Figure 2. MiR-542-3p increases the stability of p53 protein.

(A) MiR-542-3p induces p53 at protein level. U2OS cells were transfected with negative or miR-542-3p mimics at indicated concentration. Cells were pelleted for western blotting of p53 and p21. (B) MiR-542-3p increases the stability of p53 protein. U2OS cells transfected with either negative or miR-542-3p mimics at 10 nM were reseeded and treated with protein synthesis inhibitor cycloheximide (CHX, 20μg/ml) to block de novo protein synthesis. Cells were harvested at indicated time for western blot analysis.

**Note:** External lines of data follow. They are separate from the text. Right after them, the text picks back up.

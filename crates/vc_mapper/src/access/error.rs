use thiserror::Error;

// -----------------------------------------------------------------------------
// Error

/// An index path does not fit the value it is applied to.
#[derive(Debug, Error, Clone, Copy, PartialEq, Eq)]
#[non_exhaustive]
pub enum AccessError {
    #[error("Can not access field {index} of `{type_path}`, it is not a struct")]
    NotAStruct {
        type_path: &'static str,
        index: usize,
    },

    #[error("Field index {index} is out of range for `{type_path}` with {len} fields")]
    OutOfRange {
        type_path: &'static str,
        index: usize,
        len: usize,
    },
}
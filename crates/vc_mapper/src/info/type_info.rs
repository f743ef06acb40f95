use alloc::boxed::Box;
use core::any::TypeId;
use core::fmt;

use crate::Reflect;
use crate::info::{StructInfo, Type, TypePath, Typed};

// -----------------------------------------------------------------------------
// ReflectKind

/// An enumeration of the "kinds" of a reflected type.
///
/// Each kind corresponds to a specific reflection trait or type,
/// see [`ReflectRef`](crate::ops::ReflectRef).
#[derive(Debug, Clone, Copy, PartialEq, Eq, Hash)]
pub enum ReflectKind {
    Struct,
    Option,
    List,
    Map,
    Scalar,
    Dynamic,
    Opaque,
}

impl fmt::Display for ReflectKind {
    fn fmt(&self, f: &mut fmt::Formatter<'_>) -> fmt::Result {
        match self {
            Self::Struct => f.pad("Struct"),
            Self::Option => f.pad("Option"),
            Self::List => f.pad("List"),
            Self::Map => f.pad("Map"),
            Self::Scalar => f.pad("Scalar"),
            Self::Dynamic => f.pad("Dynamic"),
            Self::Opaque => f.pad("Opaque"),
        }
    }
}

// -----------------------------------------------------------------------------
// ScalarKind

/// The primitive shape of a scalar type, with the bit width of numbers.
#[derive(Debug, Clone, Copy, PartialEq, Eq, Hash)]
pub enum ScalarKind {
    Bool,
    Int(u32),
    Uint(u32),
    Float(u32),
    Str,
}

impl ScalarKind {
    #[inline]
    pub const fn is_number(self) -> bool {
        matches!(self, Self::Int(_) | Self::Uint(_) | Self::Float(_))
    }
}

// -----------------------------------------------------------------------------
// TypeInfo

/// Compile-time type information for reflected types.
///
/// Obtained through [`Typed::type_info`] and always `'static`.
#[derive(Debug)]
pub enum TypeInfo {
    Struct(StructInfo),
    Option(OptionInfo),
    List(ListInfo),
    Map(MapInfo),
    Scalar(ScalarInfo),
    Dynamic(OpaqueInfo),
    Opaque(OpaqueInfo),
}

macro_rules! impl_as_info {
    ($name:ident, $variant:ident, $info:ty) => {
        #[inline]
        pub const fn $name(&self) -> Option<&$info> {
            match self {
                Self::$variant(info) => Some(info),
                _ => None,
            }
        }
    };
}

impl TypeInfo {
    /// Returns the [`Type`] of the underlying type.
    pub const fn ty(&self) -> &Type {
        match self {
            Self::Struct(info) => info.ty(),
            Self::Option(info) => &info.ty,
            Self::List(info) => &info.ty,
            Self::Map(info) => &info.ty,
            Self::Scalar(info) => &info.ty,
            Self::Dynamic(info) | Self::Opaque(info) => &info.ty,
        }
    }

    #[inline]
    pub fn type_id(&self) -> TypeId {
        self.ty().id()
    }

    #[inline]
    pub fn type_path(&self) -> &'static str {
        self.ty().path()
    }

    #[inline]
    pub fn type_name(&self) -> &'static str {
        self.ty().name()
    }

    /// Create a fresh zero value of the underlying type.
    #[inline]
    pub fn zero(&self) -> Box<dyn Reflect> {
        self.ty().zero()
    }

    pub const fn kind(&self) -> ReflectKind {
        match self {
            Self::Struct(_) => ReflectKind::Struct,
            Self::Option(_) => ReflectKind::Option,
            Self::List(_) => ReflectKind::List,
            Self::Map(_) => ReflectKind::Map,
            Self::Scalar(_) => ReflectKind::Scalar,
            Self::Dynamic(_) => ReflectKind::Dynamic,
            Self::Opaque(_) => ReflectKind::Opaque,
        }
    }

    /// Strip every layer of `Option`, returning the pointed-to type.
    ///
    /// ```
    /// use vc_mapper::info::{ReflectKind, Typed};
    ///
    /// let info = <Option<Option<u8>>>::type_info();
    /// assert_eq!(info.kind(), ReflectKind::Option);
    /// assert_eq!(info.deref().kind(), ReflectKind::Scalar);
    /// ```
    pub fn deref(&'static self) -> &'static TypeInfo {
        let mut info = self;
        while let Self::Option(inner) = info {
            info = inner.some_info();
        }
        info
    }

    impl_as_info!(as_struct, Struct, StructInfo);
    impl_as_info!(as_option, Option, OptionInfo);
    impl_as_info!(as_list, List, ListInfo);
    impl_as_info!(as_map, Map, MapInfo);
    impl_as_info!(as_scalar, Scalar, ScalarInfo);
}

// -----------------------------------------------------------------------------
// Other infos

/// Type info of `Option<T>`.
#[derive(Debug)]
pub struct OptionInfo {
    ty: Type,
    some: fn() -> &'static TypeInfo,
}

impl OptionInfo {
    #[inline]
    pub fn new<TOption: TypePath + Reflect + Default, T: Typed>() -> Self {
        Self {
            ty: Type::of::<TOption>(),
            some: T::type_info,
        }
    }

    /// The type info of the `Some` value.
    #[inline]
    pub fn some_info(&self) -> &'static TypeInfo {
        (self.some)()
    }
}

/// Type info of list-like types, e.g. `Vec<T>`.
#[derive(Debug)]
pub struct ListInfo {
    ty: Type,
    item: fn() -> &'static TypeInfo,
}

impl ListInfo {
    #[inline]
    pub fn new<TList: TypePath + Reflect + Default, T: Typed>() -> Self {
        Self {
            ty: Type::of::<TList>(),
            item: T::type_info,
        }
    }

    #[inline]
    pub fn item_info(&self) -> &'static TypeInfo {
        (self.item)()
    }
}

/// Type info of map-like types, e.g. `HashMap<K, V>`.
#[derive(Debug)]
pub struct MapInfo {
    ty: Type,
    key: fn() -> &'static TypeInfo,
    value: fn() -> &'static TypeInfo,
}

impl MapInfo {
    #[inline]
    pub fn new<TMap: TypePath + Reflect + Default, K: Typed, V: Typed>() -> Self {
        Self {
            ty: Type::of::<TMap>(),
            key: K::type_info,
            value: V::type_info,
        }
    }

    #[inline]
    pub fn key_info(&self) -> &'static TypeInfo {
        (self.key)()
    }

    #[inline]
    pub fn value_info(&self) -> &'static TypeInfo {
        (self.value)()
    }
}

/// Type info of primitive types: `bool`, numbers and `String`.
#[derive(Debug)]
pub struct ScalarInfo {
    ty: Type,
    kind: ScalarKind,
}

impl ScalarInfo {
    #[inline]
    pub fn new<T: TypePath + Reflect + Default>(kind: ScalarKind) -> Self {
        Self {
            ty: Type::of::<T>(),
            kind,
        }
    }

    #[inline(always)]
    pub fn kind(&self) -> ScalarKind {
        self.kind
    }
}

/// Type info of types whose content is invisible to reflection.
#[derive(Debug)]
pub struct OpaqueInfo {
    ty: Type,
}

impl OpaqueInfo {
    #[inline]
    pub fn new<T: TypePath + Reflect + Default>() -> Self {
        Self { ty: Type::of::<T>() }
    }
}
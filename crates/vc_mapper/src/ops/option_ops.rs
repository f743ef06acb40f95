use alloc::boxed::Box;
use core::fmt;

use crate::Reflect;
use crate::ops::ReflectRef;

// -----------------------------------------------------------------------------
// Optional

/// A trait used to power optional references via reflection.
///
/// Implemented for `Option<T>`. A `None` is the nil reference,
/// [`get_or_insert_zero`](Optional::get_or_insert_zero) allocates it.
pub trait Optional: Reflect {
    fn get(&self) -> Option<&dyn Reflect>;

    fn get_mut(&mut self) -> Option<&mut dyn Reflect>;

    /// Returns the inner value, replacing `None` with `Some(zero)` first.
    fn get_or_insert_zero(&mut self) -> &mut dyn Reflect;

    /// Set to `None`.
    fn clear(&mut self);

    /// Set to `Some(value)`, return `value` back on type mismatch.
    fn replace(&mut self, value: Box<dyn Reflect>) -> Result<(), Box<dyn Reflect>>;

    #[inline]
    fn is_none(&self) -> bool {
        self.get().is_none()
    }
}

// -----------------------------------------------------------------------------
// Helpers

/// The default implementation of [`Reflect::reflect_eq`] for `Option`.
pub fn option_eq(x: &dyn Optional, y: &dyn Reflect) -> bool {
    if x.ty_id() != y.ty_id() {
        return false;
    }
    let ReflectRef::Option(y) = y.reflect_ref() else {
        return false;
    };
    match (x.get(), y.get()) {
        (None, None) => true,
        (Some(a), Some(b)) => a.reflect_eq(b),
        _ => false,
    }
}

/// The default implementation of [`Reflect::reflect_debug`] for `Option`.
pub fn option_debug(x: &dyn Optional, f: &mut fmt::Formatter<'_>) -> fmt::Result {
    match x.get() {
        Some(value) => f.debug_tuple("Some").field(&value).finish(),
        None => f.write_str("None"),
    }
}
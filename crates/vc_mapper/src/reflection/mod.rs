mod reflect;

pub use reflect::Reflect;
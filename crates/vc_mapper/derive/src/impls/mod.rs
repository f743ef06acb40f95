// -----------------------------------------------------------------------------
// Modules

mod auto_register;
mod trait_reflect;
mod trait_struct;
mod trait_type_path;
mod trait_typed;

// -----------------------------------------------------------------------------
// Internal API

use auto_register::get_auto_register_impl;
use trait_reflect::impl_trait_reflect;
use trait_struct::impl_trait_struct;
use trait_type_path::impl_trait_type_path;
use trait_typed::impl_trait_typed;

use proc_macro2::TokenStream;
use quote::quote;

use crate::derive_data::ReflectStruct;

/// Implement full reflect for struct type.
pub(crate) fn impl_struct(info: &ReflectStruct) -> TokenStream {
    // trait: TypePath
    let type_path_trait_tokens = impl_trait_type_path(info);

    // trait: Typed
    let typed_trait_tokens = impl_trait_typed(info);

    // trait: Struct
    let struct_trait_tokens = impl_trait_struct(info);

    // trait: Reflect
    let reflect_trait_tokens = impl_trait_reflect(info);

    // feature: auto_register
    let auto_register_tokens = get_auto_register_impl(info);

    quote! {
        #type_path_trait_tokens

        #typed_trait_tokens

        #struct_trait_tokens

        #reflect_trait_tokens

        #auto_register_tokens
    }
}
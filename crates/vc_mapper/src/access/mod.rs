//! Navigate to nested fields by index path.
//!
//! An index path is the list of field positions from the root record,
//! as stored in [`FieldInfo::index`](crate::mapper::FieldInfo::index).
//! `Option` links on the way are dereferenced:
//!
//! - [`field_by_indexes`] replaces every `None` with `Some(zero)`.
//! - [`field_slot_mut`] does the same for intermediate links only.
//! - [`field_by_indexes_read_only`] stops at the first `None`.

// -----------------------------------------------------------------------------
// Modules

mod error;

// -----------------------------------------------------------------------------
// Exports

pub use error::AccessError;

use crate::Reflect;
use crate::ops::{ReflectMut, ReflectRef};

// -----------------------------------------------------------------------------
// Indirect

/// Strip every `Option` layer, returns `None` if a link is `None`.
///
/// ```
/// use vc_mapper::access::indirect;
///
/// let value: Option<Option<u8>> = Some(Some(3));
/// assert_eq!(indirect(&value).and_then(|v| v.downcast_ref::<u8>()), Some(&3));
/// assert!(indirect(&Option::<u8>::None).is_none());
/// ```
pub fn indirect(value: &dyn Reflect) -> Option<&dyn Reflect> {
    match value.reflect_ref() {
        ReflectRef::Option(option) => indirect(option.get()?),
        _ => Some(value),
    }
}

/// Strip every `Option` layer, allocating `None` links with zero values.
pub fn alloc_indirect(value: &mut dyn Reflect) -> &mut dyn Reflect {
    match value.reflect_mut() {
        ReflectMut::Option(option) => alloc_indirect(option.get_or_insert_zero()),
        other => other.into_reflect(),
    }
}

fn struct_field_mut(value: &mut dyn Reflect, index: usize) -> Result<&mut dyn Reflect, AccessError> {
    let type_path = value.reflect_type_path();
    match value.reflect_mut() {
        ReflectMut::Struct(record) => {
            let len = record.field_len();
            record
                .field_at_mut(index)
                .ok_or(AccessError::OutOfRange { type_path, index, len })
        }
        _ => Err(AccessError::NotAStruct { type_path, index }),
    }
}

// -----------------------------------------------------------------------------
// Resolver

/// Returns the field addressed by `indexes`.
///
/// Every `None` on the way, the addressed field included, is replaced
/// with `Some(zero)`, so the returned value is never an `Option`.
///
/// # Example
///
/// ```
/// use vc_mapper::access::field_by_indexes;
/// use vc_mapper::derive::Reflect;
///
/// #[derive(Reflect, Default, Clone)]
/// struct Inner {
///     pub id: i32,
/// }
///
/// #[derive(Reflect, Default, Clone)]
/// struct Outer {
///     pub inner: Option<Box<Inner>>,
/// }
///
/// let mut outer = Outer::default();
/// let id = field_by_indexes(&mut outer, &[0, 0]).unwrap();
/// *id.downcast_mut::<i32>().unwrap() = 7;
/// assert_eq!(outer.inner.map(|inner| inner.id), Some(7));
/// ```
pub fn field_by_indexes<'a>(
    value: &'a mut dyn Reflect,
    indexes: &[usize],
) -> Result<&'a mut dyn Reflect, AccessError> {
    let value = alloc_indirect(value);
    let Some((&index, rest)) = indexes.split_first() else {
        return Ok(value);
    };
    field_by_indexes(struct_field_mut(value, index)?, rest)
}

/// Returns the field addressed by `indexes` without touching it.
///
/// Intermediate `None` links are allocated, the addressed field is
/// returned as is, an `Option` field stays `None`.
pub fn field_slot_mut<'a>(
    value: &'a mut dyn Reflect,
    indexes: &[usize],
) -> Result<&'a mut dyn Reflect, AccessError> {
    let Some((&index, rest)) = indexes.split_first() else {
        return Ok(value);
    };
    let value = alloc_indirect(value);
    field_slot_mut(struct_field_mut(value, index)?, rest)
}

/// Returns the field addressed by `indexes`, or `None` as soon as
/// a `None` link is met or the path does not fit.
///
/// The returned value is never an `Option`.
pub fn field_by_indexes_read_only<'a>(
    value: &'a dyn Reflect,
    indexes: &[usize],
) -> Option<&'a dyn Reflect> {
    let value = indirect(value)?;
    let Some((&index, rest)) = indexes.split_first() else {
        return Some(value);
    };
    let ReflectRef::Struct(record) = value.reflect_ref() else {
        return None;
    };
    field_by_indexes_read_only(record.field_at(index)?, rest)
}

#[cfg(test)]
mod tests {
    use alloc::boxed::Box;
    use alloc::string::String;

    use super::*;
    use crate::derive::Reflect;

    #[derive(Reflect, Default, Clone, Debug, PartialEq)]
    struct Leaf {
        pub name: String,
        pub size: Option<u32>,
    }

    #[derive(Reflect, Default, Clone, Debug, PartialEq)]
    struct Root {
        pub id: i64,
        pub leaf: Option<Box<Leaf>>,
    }

    #[test]
    fn allocate_on_the_way() {
        let mut root = Root::default();
        let size = field_by_indexes(&mut root, &[1, 1]).unwrap();
        assert!(size.is::<u32>());
        assert_eq!(root.leaf.as_ref().and_then(|leaf| leaf.size), Some(0));
    }

    #[test]
    fn slot_keeps_addressed_option() {
        let mut root = Root::default();
        let size = field_slot_mut(&mut root, &[1, 1]).unwrap();
        assert_eq!(size.reflect_kind(), crate::info::ReflectKind::Option);
        assert!(root.leaf.is_some());
        assert_eq!(root.leaf.as_ref().and_then(|leaf| leaf.size), None);
    }

    #[test]
    fn read_only_stops_at_none() {
        let root = Root::default();
        assert!(field_by_indexes_read_only(&root, &[1, 0]).is_none());
        assert!(field_by_indexes_read_only(&root, &[0]).is_some());
        assert!(field_by_indexes_read_only(&root, &[]).is_some());

        let root = Root {
            id: 1,
            leaf: Some(Box::new(Leaf {
                name: String::from("x"),
                size: None,
            })),
        };
        let name = field_by_indexes_read_only(&root, &[1, 0]).unwrap();
        assert_eq!(name.downcast_ref::<String>().map(String::as_str), Some("x"));
        assert!(field_by_indexes_read_only(&root, &[1, 1]).is_none());
    }

    #[test]
    fn path_mismatch() {
        let mut root = Root::default();
        assert!(matches!(
            field_by_indexes(&mut root, &[5]),
            Err(AccessError::OutOfRange { index: 5, len: 2, .. })
        ));
        assert!(matches!(
            field_by_indexes(&mut root, &[0, 0]),
            Err(AccessError::NotAStruct { type_path: "i64", index: 0 })
        ));
    }
}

Half-life of p53 was determined by densitometric analysis of p53 bands from three independent experiments using the formula t_1/2=−Ln2/S, where S represents the slope from each linear regression. (C) MiR-542-3p failed to further increase p53 level in the presence of MG132. U2OS cells transfected with either negative or miR-542-3p mimics at 10 nM were reseeded and treated with MG132 (2μM) before western blot analysis of p53. (D) MiR-542-3p reduced MDM2-p53 interaction and p53 poly-ubiquitination. HCT116 cells transfected with either negative or miR-542-3p mimics were treated with MG132 (2μM) for 4hr. Cells were then lysed for immunoprecipitation with anti-p53. Immunoprecipitated proteins were subjected to western blot analysis of MDM2 and polyubiquitinated p53 ((Ub)n-p53). Quantitation of protein levels was labeled below the corresponding blots (same for Fig.3–5).